Copyright © 2008 by Stephen S. Bilynskyj

Matthew 13:24-43
“Seeds and Weeds”
July 20, 2008 - Tenth Sunday after Pentecost

         Let’s go outside and look at the flower beds. The beds around our north parking lot are a living picture of this parable. Two years ago we planted kinnikinnick as a ground cover around the new trees and shrubs. Now all sorts of weeds have grown up through the kinnikinnick in such a way that it’s a nearly impossible job to yank out the weeds without also yanking out the plants we want to keep. The same is also true of the islands of vinca to the west of our building—weeds tightly tangled in and around the good plants.

         Jesus pictured not only the planting of desirable plants—wheat—but He invites us to imagine an enemy who deliberately comes along afterward, sowing weeds. Last week we heard the parable of the sower, God planting the good seed of His word. Now we hear a parable in which there is another sower, an “enemy,” as verse 24 says. Someone other than God is sowing bad seeds.

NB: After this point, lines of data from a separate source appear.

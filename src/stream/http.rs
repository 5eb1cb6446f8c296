//! HTTP inference transport
//!
//! Transcription is a multipart upload answered with the updated message list.
//! Replies stream back as newline-delimited JSON, one snapshot per line.

use async_trait::async_trait;
use futures::stream::{self, BoxStream};
use futures::{Stream, StreamExt};
use reqwest::header::RETRY_AFTER;
use reqwest::multipart::{Form, Part};
use serde::{Deserialize, Serialize};

use super::retry::{self, RetryPolicy};
use super::{InferenceService, Snapshot};
use crate::voice::RecordedAudio;
use crate::{ConversationMessage, Error, Level, PracticeMode, Result};

#[derive(Deserialize)]
struct TranscriptionResponse {
    messages: Vec<ConversationMessage>,
}

#[derive(Serialize)]
struct ReplyRequest<'a> {
    messages: &'a [ConversationMessage],
    level: Level,
    mode: PracticeMode,
}

/// One NDJSON line of the reply stream
#[derive(Deserialize)]
#[serde(untagged)]
enum ReplyLine {
    Failure { error: String },
    Snapshot(Snapshot),
}

/// Inference service reached over HTTP
#[derive(Clone)]
pub struct HttpInferenceService {
    client: reqwest::Client,
    base_url: String,
    retry: RetryPolicy,
}

impl HttpInferenceService {
    #[must_use]
    pub fn new(base_url: &str) -> Self {
        Self {
            client: reqwest::Client::new(),
            base_url: base_url.trim_end_matches('/').to_string(),
            retry: RetryPolicy::default(),
        }
    }

    #[must_use]
    pub fn with_retry(mut self, retry: RetryPolicy) -> Self {
        self.retry = retry;
        self
    }

    fn transcription_form(
        audio: &RecordedAudio,
        history: &[ConversationMessage],
        level: Level,
    ) -> Result<Form> {
        let part = Part::bytes(audio.bytes.clone())
            .file_name("recording.wav")
            .mime_str(&audio.mime_type)
            .map_err(|e| Error::Transcription(e.to_string()))?;

        Ok(Form::new()
            .part("audio", part)
            .text("history", serde_json::to_string(history)?)
            .text("level", level.as_str().to_string()))
    }
}

#[async_trait]
impl InferenceService for HttpInferenceService {
    async fn transcribe(
        &self,
        audio: &RecordedAudio,
        history: &[ConversationMessage],
        level: Level,
    ) -> Result<Vec<ConversationMessage>> {
        let url = format!("{}/api/transcribe", self.base_url);
        let attempts = self.retry.attempts();
        tracing::debug!(audio_bytes = audio.len(), %level, "starting transcription");

        for attempt in 0..attempts {
            let is_last = attempt + 1 == attempts;
            let form = Self::transcription_form(audio, history, level)?;

            let response = match self.client.post(&url).multipart(form).send().await {
                Ok(response) => response,
                Err(e) if !is_last && retry::is_recoverable_error(&e) => {
                    let delay = retry::delay_for_attempt(&self.retry, attempt, None);
                    tracing::warn!(attempt, error = %e, ?delay, "transcription request failed, retrying");
                    tokio::time::sleep(delay).await;
                    continue;
                }
                Err(e) => return Err(Error::Transcription(e.to_string())),
            };

            let status = response.status();
            if status.is_success() {
                let result: TranscriptionResponse = response
                    .json()
                    .await
                    .map_err(|e| Error::Transcription(format!("invalid response: {e}")))?;
                tracing::info!(messages = result.messages.len(), "transcription complete");
                return Ok(result.messages);
            }

            if !is_last && retry::is_recoverable_status(status.as_u16()) {
                let retry_after = response
                    .headers()
                    .get(RETRY_AFTER)
                    .and_then(|v| v.to_str().ok())
                    .and_then(retry::parse_retry_after);
                let delay = retry::delay_for_attempt(&self.retry, attempt, retry_after);
                tracing::warn!(attempt, %status, ?delay, "transcription unavailable, retrying");
                tokio::time::sleep(delay).await;
                continue;
            }

            let body = response.text().await.unwrap_or_default();
            tracing::error!(%status, body = %body, "transcription rejected");
            return Err(Error::Transcription(format!("{status}: {body}")));
        }

        Err(Error::Transcription("no attempts made".to_string()))
    }

    async fn reply(
        &self,
        messages: Vec<ConversationMessage>,
        level: Level,
        mode: PracticeMode,
    ) -> Result<BoxStream<'static, Result<Snapshot>>> {
        let url = format!("{}/api/reply", self.base_url);
        let response = self
            .client
            .post(&url)
            .json(&ReplyRequest {
                messages: &messages,
                level,
                mode,
            })
            .send()
            .await
            .map_err(|e| Error::Stream(e.to_string()))?;

        let status = response.status();
        if !status.is_success() {
            let body = response.text().await.unwrap_or_default();
            return Err(Error::Stream(format!("{status}: {body}")));
        }

        tracing::debug!(%mode, "reply stream opened");
        Ok(ndjson_snapshots(response.bytes_stream()).boxed())
    }
}

struct LineState<B, E> {
    stream: BoxStream<'static, std::result::Result<B, E>>,
    buf: Vec<u8>,
    done: bool,
}

/// Split a byte stream into NDJSON snapshots, buffering partial lines
fn ndjson_snapshots<S, B, E>(byte_stream: S) -> impl Stream<Item = Result<Snapshot>> + Send
where
    S: Stream<Item = std::result::Result<B, E>> + Send + 'static,
    B: AsRef<[u8]> + Send + 'static,
    E: std::fmt::Display + Send + 'static,
{
    let state = LineState {
        stream: byte_stream.boxed(),
        buf: Vec::new(),
        done: false,
    };

    stream::unfold(state, |mut st| async move {
        if st.done {
            return None;
        }

        loop {
            if let Some(pos) = st.buf.iter().position(|&b| b == b'\n') {
                let line: Vec<u8> = st.buf.drain(..=pos).collect();
                match parse_line(&line) {
                    None => continue,
                    Some(Ok(snapshot)) => return Some((Ok(snapshot), st)),
                    Some(Err(e)) => {
                        st.done = true;
                        return Some((Err(e), st));
                    }
                }
            }

            match st.stream.next().await {
                Some(Ok(chunk)) => st.buf.extend_from_slice(chunk.as_ref()),
                Some(Err(e)) => {
                    st.done = true;
                    return Some((Err(Error::Stream(e.to_string())), st));
                }
                None => {
                    // Trailing line without a newline
                    st.done = true;
                    let rest = std::mem::take(&mut st.buf);
                    return parse_line(&rest).map(|item| (item, st));
                }
            }
        }
    })
}

fn parse_line(line: &[u8]) -> Option<Result<Snapshot>> {
    let text = match std::str::from_utf8(line) {
        Ok(text) => text.trim(),
        Err(e) => return Some(Err(Error::Stream(format!("invalid utf-8 in stream: {e}")))),
    };
    if text.is_empty() {
        return None;
    }

    Some(match serde_json::from_str::<ReplyLine>(text) {
        Ok(ReplyLine::Snapshot(snapshot)) => Ok(snapshot),
        Ok(ReplyLine::Failure { error }) => Err(Error::Stream(error)),
        Err(e) => Err(Error::Stream(format!("malformed snapshot: {e}"))),
    })
}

         In verse 29, the owner of the field refuses to let the weeds be pulled because in the process the wheat also may be uprooted. Jesus was describing the weed known as bearded darnel, “tares” in King James language. It’s something like rye grass, and in the early stages looks very much like young wheat. The leaves of the tares are about a quarter inch wide and in the early stages wheat leaves are only slightly bigger. Even a careful weeder would have a hard time telling them apart. More wheat would be lost than would be saved in a weeding operation. Only when wheat is mature can it be distinguished, because its leaves are then two or three times as wide as those of the darnel.

         Last Sunday, in the parable of the sower, the seed was the Word of God and people were the soil, but in the parable of the weeds the seeds picture something different. Unlike most of the parables, this one is point-for-point allegory, and Jesus carefully explained each point. Verse 38 says that the good seeds are “the children of the kingdom.” The weeds are “the children of the evil one.” The seeds and the weeds are two kinds of people. And it’s hard to tell them apart.

         The classic 1956 film, “Invasion of the Body Snatchers” has been re-made three times, in 1978, 1994 and 2007. The story is the same in all of them. Aliens invade and take up residence in the bodies of human beings. On the outside they look exactly like the familiar people you live and work with, but inside they are controlled by sinister minds bent on dominating our world.

         The 1978 “Body Snatchers” with Donald Sutherland is distinguished by how the aliens single out someone who is still human. A trusted friend you thought was still on the home team suddenly stiffens, turns and levels a pointing finger at an unsuspecting human, signaling other aliens with a mouth open inhu­manly wide in a piercing scream. The thrill and fright of all the films is never quite knowing who is for real and who is not.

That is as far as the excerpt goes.